- [What you should do]:
Taking the data below line by line, count those that include the word "this" and report the number alone.
☆ ☆ ☆ ☆
impl<'a> Run<'a> {
    pub fn new(model: &'a Model) -> Self {
        Self::with_tick_config(model, TickConfig::default())
    }

    pub fn with_tick_config(model: &'a Model, tick_config: TickConfig) -> Self {
        Self {
            model,
            wave: model.new_wave(),
            state: State::Propagating,
            tick_config,
            propagation_steps_per_tick: tick_config.initial_propagation_steps.max(1),
            attempts: 1,
            num_collapses: 0,
        }
    }

    /// Starts another attempt from a fully superposed wave.
    pub fn reset(&mut self) {
        info!(
            "restarting after {} collapses (attempt {})",
            self.num_collapses,
            self.attempts + 1
        );
        self.model.reset_wave(&mut self.wave);
        self.state = State::Propagating;
        self.attempts += 1;
        self.num_collapses = 0;
    }

    fn step_core<R: Rng>(&mut self, rng: &mut R) -> Result<Observe, PropagateError> {
        propagate_all(&mut self.wave, self.model.propagator())?;
        match self.model.observer().observe(&mut self.wave, rng) {
            Observation::Complete => {
                self.complete();
                Ok(Observe::Complete)
            }
            Observation::Contradiction => Err(PropagateError::Contradiction),
            Observation::Collapsed(_) => {
                self.num_collapses += 1;
                propagate_all(&mut self.wave, self.model.propagator())?;
                self.state = State::Observing;
                Ok(Observe::Incomplete)
            }
        }
    }

    /// Collapses one cell and propagates the consequences. The run is reset if this leads to a
    /// contradiction.
    pub fn step<R: Rng>(&mut self, rng: &mut R) -> Result<Observe, PropagateError> {
        match self.state {
            State::Done => return Ok(Observe::Complete),
            State::Cancelled => return Err(PropagateError::Cancelled),
            State::Observing | State::Propagating => (),
        }
        let result = self.step_core(rng);
        if result.is_err() {
            self.reset();
        }
        result
    }

    /// Steps until every cell is decided. The run is reset if this leads to a contradiction.
    /// A cancelled run is left as it is and reports `PropagateError::Cancelled`.
    pub fn collapse<R: Rng>(&mut self, rng: &mut R) -> Result<(), PropagateError> {
        loop {
            if let Observe::Complete = self.step(rng)? {
                return Ok(());
            }
        }
    }

    pub fn collapse_retrying<R, RT>(self, mut retry: RT, rng: &mut R) -> RT::Return
    where
        R: Rng,
        RT: retry::Retry,
    {
        retry.retry(self, rng)
    }

    /// Advances the run within the configured time budget.
    pub fn tick<R: Rng>(&mut self, rng: &mut R) -> Status {
        self.tick_with_budget(self.tick_config.target, rng)
    }

    /// Performs one observation if nothing is waiting to be propagated, then at most the
    /// current number of propagation steps. That number is adjusted afterwards according to
    /// how long the tick took compared to `budget`.
    pub fn tick_with_budget<R: Rng>(&mut self, budget: Duration, rng: &mut R) -> Status {
        let start = Instant::now();
        let mut collapsed = None;
        match self.state {
            State::Done => return Status::Done,
            State::Cancelled => return Status::Cancelled,
            State::Propagating => (),
            State::Observing => match self.model.observer().observe(&mut self.wave, rng) {
                Observation::Complete => {
                    self.complete();
                    return Status::Done;
                }
                Observation::Contradiction => {
                    self.reset();
                    return Status::Contradiction;
                }
                Observation::Collapsed(index) => {
                    self.num_collapses += 1;
                    collapsed = Some(index);
                    self.state = State::Propagating;
                }
            },
        }
        let mut steps = 0;
        while steps < self.propagation_steps_per_tick {
            match propagate_step(&mut self.wave, self.model.propagator()) {
                Ok(Some(_)) => steps += 1,
                Ok(None) => break,
                Err(_) => {
                    self.reset();
                    return Status::Contradiction;
                }
            }
        }
        if self.wave.num_dirty() == 0 {
            self.state = State::Observing;
        }
        let elapsed = start.elapsed();
        let adapted = adapt_propagation_steps(
            self.propagation_steps_per_tick,
            steps == self.propagation_steps_per_tick,
            elapsed,
            budget,
        );
        if adapted != self.propagation_steps_per_tick {
            trace!(
                "tick took {:?}; propagation steps per tick {} -> {}",
                elapsed,
                self.propagation_steps_per_tick,
                adapted
            );
            self.propagation_steps_per_tick = adapted;
        }
        Status::InProgress(collapsed)
    }

    fn complete(&mut self) {
        if self.state != State::Done {
            info!(
                "generation complete after {} collapses (attempt {})",
                self.num_collapses, self.attempts
            );
        }
        self.state = State::Done;
    }

    /// Stops the run. Every later tick reports `Status::Cancelled`, and `step` and `collapse`
    /// fail with `PropagateError::Cancelled`.
    pub fn cancel(&mut self) {
        self.state = State::Cancelled;
    }

    pub fn is_done(&self) -> bool {
        self.state == State::Done
    }
    pub fn is_cancelled(&self) -> bool {
        self.state == State::Cancelled
    }
    pub fn model(&self) -> &'a Model {
        self.model
    }
    pub fn wave(&self) -> &Wave {
        &self.wave
    }
    pub fn into_wave(self) -> Wave {
        self.wave
    }
    pub fn wave_cell_ref(&self, index: CellIndex) -> WaveCellRef {
        self.model.wave_cell_ref(self.wave.cell(index))
    }
    /// Number of attempts started so far, including the current one.
    pub fn attempts(&self) -> usize {
        self.attempts
    }
    /// Number of observations made in the current attempt.
    pub fn num_collapses(&self) -> usize {
        self.num_collapses
    }
    pub fn num_collapsed(&self) -> usize {
        self.wave.num_collapsed()
    }
    pub fn propagation_steps_per_tick(&self) -> usize {
        self.propagation_steps_per_tick
    }
}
☆ ☆ ☆ ☆
- [Your solution]:
2